— WORK REQUIRED —
All of the records must be given again exactly.

═══ PROVIDED ENTRIES ═══

//! Camada de Vnodes.
//!
//! Submódulos:
//! - `vnode`: o nó, sua contagem de referências e o despacho de operações.
//! - `ops`: contrato `VnodeOps` dos backends e a tabela C-style `OpTable`.
//! - `devnode`: backend que expõe um `drivers::device::Device` como vnode.
//!
//! Nenhum sistema de arquivos concreto vive aqui; backends implementam
//! `VnodeOps` e, opcionalmente, `FileSystem`.

pub mod devnode;
pub mod ops;
pub mod vnode;

#[cfg(test)]
mod test;

pub use devnode::DeviceNode;
pub use ops::{OpTable, VnodeOps};
pub use vnode::{Vnode, VnodeKind};

use crate::sys::Errno;
use bitflags::bitflags;

bitflags! {
    /// Flags de abertura repassadas a `VnodeOps::open`.
    #[derive(Clone, Copy, Debug, PartialEq, Eq)]
    pub struct OpenFlags: u16 {
        const READ = 1 << 0;
        const WRITE = 1 << 1;
        const APPEND = 1 << 2;
        const CREATE = 1 << 3;
        const TRUNCATE = 1 << 4;
        const EXCLUSIVE = 1 << 5;
        const NONBLOCK = 1 << 6;
        const DIRECTORY = 1 << 7;
    }
}

impl OpenFlags {
    pub const READ_WRITE: Self = Self::READ.union(Self::WRITE);
}

/// Sistema de arquivos dono de um conjunto de vnodes.
pub trait FileSystem: Sync {
    /// Nome do tipo (ex: "devfs")
    fn name(&self) -> &str;

    /// Vnode raiz, se montado.
    fn root(&self) -> Option<&'static Vnode>;
}

/// Erro de construção/uso da camada de vnodes
#[derive(Debug, Clone, Copy, PartialEq, Eq)]
pub enum FsError {
    /// Vnode criado sem tabela de operações
    MissingOps,
    /// Erro devolvido pelo backend
    Backend(Errno),
}

impl FsError {
    pub fn as_str(&self) -> &'static str {
        match self {
            Self::MissingOps => "Vnode sem tabela de operações",
            Self::Backend(errno) => errno.as_str(),
        }
    }
}

impl From<Errno> for FsError {
    fn from(errno: Errno) -> Self {
        Self::Backend(errno)
    }
}

impl core::fmt::Display for FsError {
    fn fmt(&self, f: &mut core::fmt::Formatter<'_>) -> core::fmt::Result {
        write!(f, "{}", self.as_str())
    }
}

pub type FsResult<T> = Result<T, FsError>;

═══

— FINISHED EXERCISE —
//! Camada de Vnodes.
//!
//! Submódulos:
//! - `vnode`: o nó, sua contagem de referências e o despacho de operações.
//! - `ops`: contrato `VnodeOps` dos backends e a tabela C-style `OpTable`.
//! - `devnode`: backend que expõe um `drivers::device::Device` como vnode.
//!
//! Nenhum sistema de arquivos concreto vive aqui; backends implementam
//! `VnodeOps` e, opcionalmente, `FileSystem`.

pub mod devnode;
pub mod ops;
pub mod vnode;

#[cfg(test)]
mod test;

pub use devnode::DeviceNode;
pub use ops::{OpTable, VnodeOps};
pub use vnode::{Vnode, VnodeKind};

use crate::sys::Errno;
use bitflags::bitflags;

bitflags! {
    /// Flags de abertura repassadas a `VnodeOps::open`.
    #[derive(Clone, Copy, Debug, PartialEq, Eq)]
    pub struct OpenFlags: u16 {
        const READ = 1 << 0;
        const WRITE = 1 << 1;
        const APPEND = 1 << 2;
        const CREATE = 1 << 3;
        const TRUNCATE = 1 << 4;
        const EXCLUSIVE = 1 << 5;
        const NONBLOCK = 1 << 6;
        const DIRECTORY = 1 << 7;
    }
}

impl OpenFlags {
    pub const READ_WRITE: Self = Self::READ.union(Self::WRITE);
}

/// Sistema de arquivos dono de um conjunto de vnodes.
pub trait FileSystem: Sync {
    /// Nome do tipo (ex: "devfs")
    fn name(&self) -> &str;

    /// Vnode raiz, se montado.
    fn root(&self) -> Option<&'static Vnode>;
}

/// Erro de construção/uso da camada de vnodes
#[derive(Debug, Clone, Copy, PartialEq, Eq)]
pub enum FsError {
    /// Vnode criado sem tabela de operações
    MissingOps,
    /// Erro devolvido pelo backend
    Backend(Errno),
}

impl FsError {
    pub fn as_str(&self) -> &'static str {
        match self {
            Self::MissingOps => "Vnode sem tabela de operações",
            Self::Backend(errno) => errno.as_str(),
        }
    }
}

impl From<Errno> for FsError {
    fn from(errno: Errno) -> Self {
        Self::Backend(errno)
    }
}

impl core::fmt::Display for FsError {
    fn fmt(&self, f: &mut core::fmt::Formatter<'_>) -> core::fmt::Result {
        write!(f, "{}", self.as_str())
    }
}

pub type FsResult<T> = Result<T, FsError>;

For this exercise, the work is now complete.